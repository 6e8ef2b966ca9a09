use crate::engine::distribution::WeightedDistribution;
use crate::engine::genome::{Genome, Population};
use crate::engine::operators::{generate_population, mutate, single_point_crossover};
use crate::error::{MelogenError, Result};
use log::{debug, info};
use rand::rngs::StdRng;
use rand::SeedableRng;

/// Externally supplied scoring capability: higher scores are better.
///
/// The engine treats every call as synchronous and opaque — an interactive
/// implementation may block on stdin for as long as it likes. Callers wanting
/// timeouts must wrap their function before injecting it.
pub trait FitnessFn {
    fn evaluate(&mut self, genome: &Genome) -> i64;
}

impl<F: FnMut(&Genome) -> i64> FitnessFn for F {
    fn evaluate(&mut self, genome: &Genome) -> i64 {
        self(genome)
    }
}

pub struct EvolutionConfig {
    pub population_size: usize,
    pub genome_length: usize,
    pub fitness_limit: i64,
    pub generation_limit: usize,
    pub mutation_attempts: usize,
    pub mutation_probability: f64,
    pub seed: Option<u64>,
}

/// Generational genetic-algorithm driver
///
/// Each instance owns its RNG and per-run best-fitness state, so concurrent
/// evolution runs use independent engines and never interfere.
pub struct EvolutionEngine {
    config: EvolutionConfig,
    rng: StdRng,
    max_weight: i64,
}

impl EvolutionEngine {
    pub fn new(config: EvolutionConfig) -> Self {
        let rng = match config.seed {
            Some(seed) => StdRng::seed_from_u64(seed),
            None => StdRng::from_entropy(),
        };

        Self {
            config,
            rng,
            max_weight: i64::MIN,
        }
    }

    /// Best fitness observed by the most recent sort
    pub fn max_weight(&self) -> i64 {
        self.max_weight
    }

    /// Reorder a population by fitness, descending by default
    ///
    /// Also refreshes [`max_weight`](Self::max_weight) with the top score.
    pub fn sort_population<F: FitnessFn>(
        &mut self,
        population: &Population,
        fitness: &mut F,
        descending: bool,
    ) -> Result<Population> {
        let distribution = WeightedDistribution::build(population, fitness)?;
        self.max_weight = distribution.best_score();
        Ok(distribution.sorted(population, descending))
    }

    /// Run the evolution loop
    ///
    /// Starts from a fresh random population. Each generation evaluates the
    /// fitness function once per member, stops as soon as the best score
    /// reaches `fitness_limit`, and otherwise breeds the next generation:
    /// the top two members carry over unchanged, the rest come from
    /// roulette-wheel parent selection, single-point crossover and mutation.
    /// Gives up after `generation_limit` generations regardless of fitness.
    /// The returned population is in last-sorted order.
    pub fn evolve<F: FitnessFn>(&mut self, fitness: &mut F) -> Result<Population> {
        if self.config.population_size < 2 {
            return Err(MelogenError::InvalidPopulationSize(
                self.config.population_size,
            ));
        }

        let mut population = generate_population(
            self.config.population_size,
            self.config.genome_length,
            &mut self.rng,
        )?;
        info!(
            "Evolution started: {} genomes of {} bits, limit {} over {} generations",
            self.config.population_size,
            self.config.genome_length,
            self.config.fitness_limit,
            self.config.generation_limit
        );

        for generation in 0..self.config.generation_limit {
            let distribution = WeightedDistribution::build(&population, fitness)
                .map_err(|source| MelogenError::Evolution {
                    generation,
                    source: Box::new(source),
                })?;
            self.max_weight = distribution.best_score();
            let sorted = distribution.sorted(&population, true);
            debug!(
                "Generation {}: best fitness {}",
                generation, self.max_weight
            );

            if self.max_weight >= self.config.fitness_limit {
                info!(
                    "Fitness limit reached at generation {} (best {})",
                    generation, self.max_weight
                );
                return Ok(sorted);
            }

            if generation + 1 == self.config.generation_limit {
                population = sorted;
                break;
            }

            population = self
                .breed(&population, &sorted, &distribution)
                .map_err(|source| MelogenError::Evolution {
                    generation,
                    source: Box::new(source),
                })?;
        }

        info!(
            "Generation limit reached, best fitness {}",
            self.max_weight
        );
        Ok(population)
    }

    /// Build the next generation: two elites plus bred offspring, size kept
    /// exactly at `population_size` (a surplus child from the last round is
    /// discarded when the size is odd).
    fn breed(
        &mut self,
        population: &Population,
        sorted: &Population,
        distribution: &WeightedDistribution,
    ) -> Result<Population> {
        let size = self.config.population_size;
        let mut next_generation = Vec::with_capacity(size);
        next_generation.push(sorted[0].clone());
        next_generation.push(sorted[1].clone());

        while next_generation.len() < size {
            let (parent_a, parent_b) = distribution.select_pair(population, &mut self.rng);
            let (mut child_a, mut child_b) =
                single_point_crossover(&parent_a, &parent_b, &mut self.rng)?;

            mutate(
                &mut child_a,
                self.config.mutation_attempts,
                self.config.mutation_probability,
                &mut self.rng,
            );
            mutate(
                &mut child_b,
                self.config.mutation_attempts,
                self.config.mutation_probability,
                &mut self.rng,
            );

            next_generation.push(child_a);
            if next_generation.len() < size {
                next_generation.push(child_b);
            }
        }

        Ok(next_generation)
    }
}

- _WHAT YOU WILL DO_
A copy of each line above that holds the word "reached" is the expected answer.

- _RESPONSE BOX_
                    "Fitness limit reached at generation {} (best {})",
            "Generation limit reached, best fitness {}",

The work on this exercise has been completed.